Кстати сказать, почти в это же время в уездном училище города Острогожска начинает свое образование другой уроженец воронежской земли, Николай Станкевич, сын богатого помещика. Правда, Станкевич лишь начал образование там, где Кольцов его уже и закончил. Поэтому, когда через несколько лет Станкевич с Кольцовым встретятся, они будут стоять на разных ступенях образованности. А сведет их поэзия. И здесь они тоже будут стоять на разных ступенях: бледно начинающий стихописец и тоже начинающий, но великий поэт.

Кольцов поступил в училище летом 1820 года: занятия тогда начинались с первого августа. Первоначальное его обучение отмечено успехами. По принятой шкале оценок он удостоен высшей – «остр». Кроме того, аккуратен в посещениях и прилежен. Все меняется на втором году обучения. За четыре месяца девяносто три (сохранилась учебная ведомость) пропуска занятий. Удивительно еще, что при этом он по учительской оценке хотя уже не «остр», но все-таки «понятен».



Василий Петрович решил, что полученных сыном знаний достаточно для того, чтобы начать приобщаться к делам, что прежде всего именно здесь сын должен быть «остр» и «понятен». Во второй половине года мальчика забирают из училища, и он вовлекается в отцовские дела.
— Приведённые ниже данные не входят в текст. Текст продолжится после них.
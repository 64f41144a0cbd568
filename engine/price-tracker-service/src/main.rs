//! Price Tracker Service
//!
//! Samples the spot price of every tracked symbol on a fixed interval, stores the
//! samples and answers point-in-time price queries over REST.

use anyhow::{Context, Result};
use clap::Parser;
use std::net::{IpAddr, SocketAddr};
use std::path::PathBuf;
use std::sync::Arc;
use tokio::sync::oneshot;
use tracing::info;

use price_tracker_service::{
    config::validate_config, create_routes, graceful_shutdown, initialize_logging,
    load_configuration, setup_signal_handlers, ServiceState,
};

#[derive(Parser, Debug)]
#[command(author, version, about)]
struct Args {
    /// Path to a TOML configuration file
    #[arg(long)]
    config: Option<PathBuf>,

    /// Keep coins and history in memory instead of Postgres
    #[arg(long)]
    in_memory: bool,

    /// Port of the REST API, overrides the configuration
    #[arg(long)]
    port: Option<u16>,
}

#[tokio::main]
async fn main() -> Result<()> {
    dotenv::dotenv().ok();
    let args = Args::parse();

    let config = load_configuration(args.config.as_deref())?.with_overrides(args.in_memory, args.port);
    validate_config(&config).context("Invalid service configuration")?;

    initialize_logging(&config.logging)?;
    info!("Starting Price Tracker Service v{}", env!("CARGO_PKG_VERSION"));

    let host: IpAddr = config.http.host.parse().context("Invalid http host")?;
    let addr = SocketAddr::new(host, config.http.port);

    let service_state = Arc::new(ServiceState::new(config).await?);
    info!("Service state initialized");

    service_state.start_engine().await?;

    let shutdown_signal = setup_signal_handlers()?;
    info!("Signal handlers configured");

    let (http_shutdown_tx, http_shutdown_rx) = oneshot::channel::<()>();
    let (bound, server) = warp::serve(create_routes(service_state.clone()))
        .try_bind_with_graceful_shutdown(addr, async {
            let _ = http_shutdown_rx.await;
        })
        .context("Failed to bind REST API")?;
    let http_handle = tokio::spawn(server);
    info!("REST API listening on {}", bound);

    info!("Price Tracker Service is running. Press Ctrl+C to shutdown gracefully.");
    let _ = shutdown_signal.await;

    info!("Shutdown signal received. Initiating graceful shutdown...");
    graceful_shutdown(service_state, http_shutdown_tx, http_handle).await?;

    info!("Price Tracker Service shutdown complete");
    Ok(())
}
С одиннадцати лет постоянно ездит по деревням, в лес, в степь. А Воронежская губерния была краем особым, своеобразным географическим перекрестком: лесной север переходил в южную степь. Воронежцы тогда недаром чаще всего звали весь этот простор своих мест Полем.

Сами дела, которые вел отец и к которым очень рано подключился сын, были очень разнообразны. Это явно связано и с характером Василия Петровича, склонного к некоторому авантюризму, часто ловившего то, что попадало «под случай», то, что можно было сорвать в быстрой и ловкой операции. Но что, попадая «под случай», под действие разных сил и отношений, было чревато и «авосем», в общем – «пан или пропал». Обычно Кольцовыми велось прямо или через приказчиков сразу много дел. Занимаясь землепашеством и засевая подчас довольно большие площади, выращивали и продавали хлеб. К тому же Кольцов-старший был большим любителем-садоводом и при доме своем в Воронеже развел обширный сад. Кольцовы хорошо понимали, что такое сельское хозяйство и как оно ведется. То, как выращивается хлеб, младший Кольцов узнал не со стороны, не наблюдателем, хотя, естественно, с сохой от зари до зари не ходил.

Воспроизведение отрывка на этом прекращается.